Do you remember The Berenstein Bears growing up? This cute family of 4 bears came into existence in 1962 as a children’s book and became a popular cartoon for the children in the 1980s and even had a series of computer games with it. It was a favorite Saturday morning cartoon for many including myself. Before I take you too far back in memory lane though, The Berenstein Bears never existed. They were the Berenstain Bears.
When questioned about how people remember the bears, a large majority remember them as Berenstein, not Berenstain including myself. The phenomenon is well documented across the Internet and in videos and makes for a good survey question and talking point amongst friends.

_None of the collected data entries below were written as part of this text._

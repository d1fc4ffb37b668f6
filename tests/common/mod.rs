//! In-memory host stack for integration tests.
//!
//! Time only advances when the code under test sleeps, the link comes up at
//! a scripted instant, DNS answers after a scripted delay and every socket
//! records what was done to it.

#![allow(dead_code)]

use std::cell::RefCell;
use std::net::{IpAddr, Ipv4Addr, SocketAddrV4};
use std::rc::Rc;

use embedded_requests::network::dns::{DnsOutcome, QueryId};
use embedded_requests::network::error::Error;
use embedded_requests::network::link::{LinkBroker, LinkEvent};
use embedded_requests::network::{
    Clock, Close, Connection, Dns, LinkMonitor, OsError, PeerVerify, Read, Socket, SocketFactory,
    TlsOption, Transport, Write,
};

/// Something the stack observed, in order.
#[derive(Debug, Clone, PartialEq, Eq)]
pub enum Event {
    LinkStatusRequested { at: u64 },
    LinkUp { at: u64 },
    DnsStarted { at: u64, hostname: String },
    DnsCanceled { at: u64 },
    SocketOpened { transport: Transport },
    SocketClosed,
}

/// Owned copy of a [`TlsOption`].
#[derive(Debug, Clone, PartialEq, Eq)]
pub enum RecordedTlsOption {
    Hostname(String),
    SecTagList(Vec<u32>),
    PeerVerify(PeerVerify),
}

/// What happened to one socket.
#[derive(Debug, Clone, Default)]
pub struct SocketRecord {
    pub transport: Option<Transport>,
    pub tls_options: Vec<RecordedTlsOption>,
    pub connected_to: Option<SocketAddrV4>,
    pub connect_timeout_ms: Option<u32>,
    pub request_timeout_ms: Option<u32>,
    pub written: Vec<u8>,
    pub closed: bool,
}

impl SocketRecord {
    pub fn written_str(&self) -> String {
        String::from_utf8_lossy(&self.written).into_owned()
    }
}

pub struct MockStack {
    pub now: u64,
    pub broker: &'static LinkBroker,
    /// The link comes up once the clock reaches this instant.
    pub link_up_at: Option<u64>,
    /// DNS answers `dns_delay_ms` after the query started.
    pub dns_outcome: Option<DnsOutcome>,
    pub dns_delay_ms: u64,
    pub dns_start_error: Option<OsError>,
    pub tls_capable: bool,
    pub open_error: Option<OsError>,
    pub tls_option_error: Option<OsError>,
    pub connect_error: Option<OsError>,
    /// Bytes every socket serves, in reads of at most `read_chunk` bytes.
    pub response: Vec<u8>,
    pub read_chunk: usize,
    /// Reads time out instead of reporting a close once the response is served.
    pub keep_alive: bool,
    pub events: Rc<RefCell<Vec<Event>>>,
    pub sockets: Rc<RefCell<Vec<SocketRecord>>>,
    next_query: u16,
    queries: Vec<(QueryId, u64)>,
}

impl MockStack {
    /// A stack whose link is up and whose DNS answers `93.184.216.34` at once.
    pub fn new() -> Self {
        Self {
            now: 0,
            broker: Box::leak(Box::new(LinkBroker::new())),
            link_up_at: Some(0),
            dns_outcome: Some(DnsOutcome::Resolved(IpAddr::V4(Ipv4Addr::new(
                93, 184, 216, 34,
            )))),
            dns_delay_ms: 0,
            dns_start_error: None,
            tls_capable: true,
            open_error: None,
            tls_option_error: None,
            connect_error: None,
            response: b"HTTP/1.1 200 OK\r\nContent-Length: 0\r\n\r\n".to_vec(),
            read_chunk: usize::MAX,
            keep_alive: false,
            events: Rc::new(RefCell::new(Vec::new())),
            sockets: Rc::new(RefCell::new(Vec::new())),
            next_query: 1,
            queries: Vec::new(),
        }
    }

    pub fn with_response(mut self, response: &[u8]) -> Self {
        self.response = response.to_vec();
        self
    }

    pub fn events(&self) -> Vec<Event> {
        self.events.borrow().clone()
    }

    pub fn sockets(&self) -> Vec<SocketRecord> {
        self.sockets.borrow().clone()
    }

    pub fn dns_queries(&self) -> usize {
        self.events()
            .iter()
            .filter(|e| matches!(e, Event::DnsStarted { .. }))
            .count()
    }

    fn update_link(&mut self) {
        if let Some(at) = self.link_up_at {
            if self.now >= at && !self.broker.is_connected() {
                self.broker.notify(LinkEvent::Connected);
                self.events.borrow_mut().push(Event::LinkUp { at: self.now });
            }
        }
    }
}

impl Clock for MockStack {
    fn now_ms(&self) -> u64 {
        self.now
    }

    fn sleep_ms(&mut self, ms: u32) {
        self.now += u64::from(ms);
        self.update_link();
    }
}

impl LinkMonitor for MockStack {
    fn link_broker(&self) -> &'static LinkBroker {
        self.broker
    }

    fn request_link_status(&mut self) {
        self.events
            .borrow_mut()
            .push(Event::LinkStatusRequested { at: self.now });
        self.update_link();
    }
}

impl Dns for MockStack {
    fn start_query(&mut self, hostname: &str, _timeout_ms: u32) -> Result<QueryId, OsError> {
        self.events.borrow_mut().push(Event::DnsStarted {
            at: self.now,
            hostname: hostname.to_string(),
        });
        if let Some(err) = self.dns_start_error {
            return Err(err);
        }
        let id = QueryId(self.next_query);
        self.next_query += 1;
        self.queries.push((id, self.now + self.dns_delay_ms));
        Ok(id)
    }

    fn poll_query(&mut self, id: QueryId) -> Option<DnsOutcome> {
        let index = self.queries.iter().position(|(q, _)| *q == id)?;
        let (_, ready_at) = self.queries[index];
        if self.now < ready_at {
            return None;
        }
        let outcome = self.dns_outcome?;
        self.queries.remove(index);
        Some(outcome)
    }

    fn cancel_query(&mut self, id: QueryId) {
        self.queries.retain(|(q, _)| *q != id);
        self.events
            .borrow_mut()
            .push(Event::DnsCanceled { at: self.now });
    }
}

impl SocketFactory for MockStack {
    type Socket = MockSocket;

    fn tls_capable(&self) -> bool {
        self.tls_capable
    }

    fn open(&mut self, transport: Transport) -> Result<MockSocket, OsError> {
        if let Some(err) = self.open_error {
            return Err(err);
        }
        self.events
            .borrow_mut()
            .push(Event::SocketOpened { transport });
        let mut sockets = self.sockets.borrow_mut();
        sockets.push(SocketRecord {
            transport: Some(transport),
            ..SocketRecord::default()
        });
        Ok(MockSocket {
            index: sockets.len() - 1,
            sockets: Rc::clone(&self.sockets),
            events: Rc::clone(&self.events),
            response: self.response.clone(),
            read_pos: 0,
            read_chunk: self.read_chunk,
            keep_alive: self.keep_alive,
            tls_option_error: self.tls_option_error,
            connect_error: self.connect_error,
        })
    }
}

pub struct MockSocket {
    index: usize,
    sockets: Rc<RefCell<Vec<SocketRecord>>>,
    events: Rc<RefCell<Vec<Event>>>,
    response: Vec<u8>,
    read_pos: usize,
    read_chunk: usize,
    keep_alive: bool,
    tls_option_error: Option<OsError>,
    connect_error: Option<OsError>,
}

impl MockSocket {
    fn with_record<T>(&self, f: impl FnOnce(&mut SocketRecord) -> T) -> T {
        f(&mut self.sockets.borrow_mut()[self.index])
    }

    fn check_open(&self) -> Result<(), Error> {
        if self.with_record(|r| r.connected_to.is_some() && !r.closed) {
            Ok(())
        } else {
            Err(Error::NotOpen)
        }
    }
}

impl Read for MockSocket {
    type Error = Error;

    fn read(&mut self, buf: &mut [u8]) -> Result<usize, Self::Error> {
        self.check_open()?;
        let remaining = &self.response[self.read_pos..];
        if remaining.is_empty() && self.keep_alive {
            return Err(Error::Timeout);
        }
        let len = remaining.len().min(buf.len()).min(self.read_chunk);
        buf[..len].copy_from_slice(&remaining[..len]);
        self.read_pos += len;
        Ok(len)
    }
}

impl Write for MockSocket {
    type Error = Error;

    fn write(&mut self, buf: &[u8]) -> Result<usize, Self::Error> {
        self.check_open()?;
        self.with_record(|r| r.written.extend_from_slice(buf));
        Ok(buf.len())
    }

    fn flush(&mut self) -> Result<(), Self::Error> {
        self.check_open()
    }
}

impl Close for MockSocket {
    type Error = Error;

    fn close(self) -> Result<(), Self::Error> {
        let already_closed = self.with_record(|r| std::mem::replace(&mut r.closed, true));
        self.events.borrow_mut().push(Event::SocketClosed);
        if already_closed {
            Err(Error::NotOpen)
        } else {
            Ok(())
        }
    }
}

impl Connection for MockSocket {}

impl Socket for MockSocket {
    fn set_tls_option(&mut self, option: TlsOption<'_>) -> Result<(), OsError> {
        if let Some(err) = self.tls_option_error {
            return Err(err);
        }
        let recorded = match option {
            TlsOption::Hostname(host) => RecordedTlsOption::Hostname(host.to_string()),
            TlsOption::SecTagList(tags) => RecordedTlsOption::SecTagList(tags.to_vec()),
            TlsOption::PeerVerify(verify) => RecordedTlsOption::PeerVerify(verify),
        };
        self.with_record(|r| r.tls_options.push(recorded));
        Ok(())
    }

    fn connect(&mut self, remote: SocketAddrV4, timeout_ms: u32) -> Result<(), OsError> {
        self.with_record(|r| r.connect_timeout_ms = Some(timeout_ms));
        if let Some(err) = self.connect_error {
            return Err(err);
        }
        self.with_record(|r| r.connected_to = Some(remote));
        Ok(())
    }

    fn set_timeout(&mut self, timeout_ms: u32) -> Result<(), OsError> {
        self.with_record(|r| r.request_timeout_ms = Some(timeout_ms));
        Ok(())
    }
}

Some theorists will point to the parallel / infinite universe theory that allows for all possible realities to occur somewhere in one of these universes; stating somehow, we crossed over into the Universe in which that was the one small deviation from everything else we know.
The phenomenon actually has a name and is more common than one realizes. It is known as the Mandela Effect, derived from the belief by many that Nelson Mandela died in prison in the 1980s when he in fact he did not die until 2013. In short, masses of people can come to believe a reality that in fact never did occur and the Berenstain Bears spelling and the life of Nelson Mandela are just two of many instances of this occurring in our population.
So why do I bring this up?
What we perceive as reality and believe to be true can sometimes be distorted truths in our minds. These misperceptions can be small in scale but grand in effect and will range in scope from what you believe about a particular person or group of people to what you believe you can and / or cannot accomplish.
The wise remain open-minded at all times as they understand that their success and happiness depends on sometimes changing what they believe or know. The most successful and happiest amongst us will avoid thinking and speaking in absolutes, rather keeping an open mind.
Personally, I try to avoid using the word “never” Jokingly I say “I never say never, except that whenever, I say that I never say never.”
Going back to the Mandela Effect and relating it to our business.
1. Be open to trying something that you believe failed before again in your business. It may be that what you did actually succeeded in some capacity but you perceive it as a failure.
2. Understand that the masses are not always right and quit listening to them. It is a natural instinct for people to follow the herd – learn to stray.
3. Question your own reality – if you make $X, what is keeping you back from making $2X? It may just be your mindset.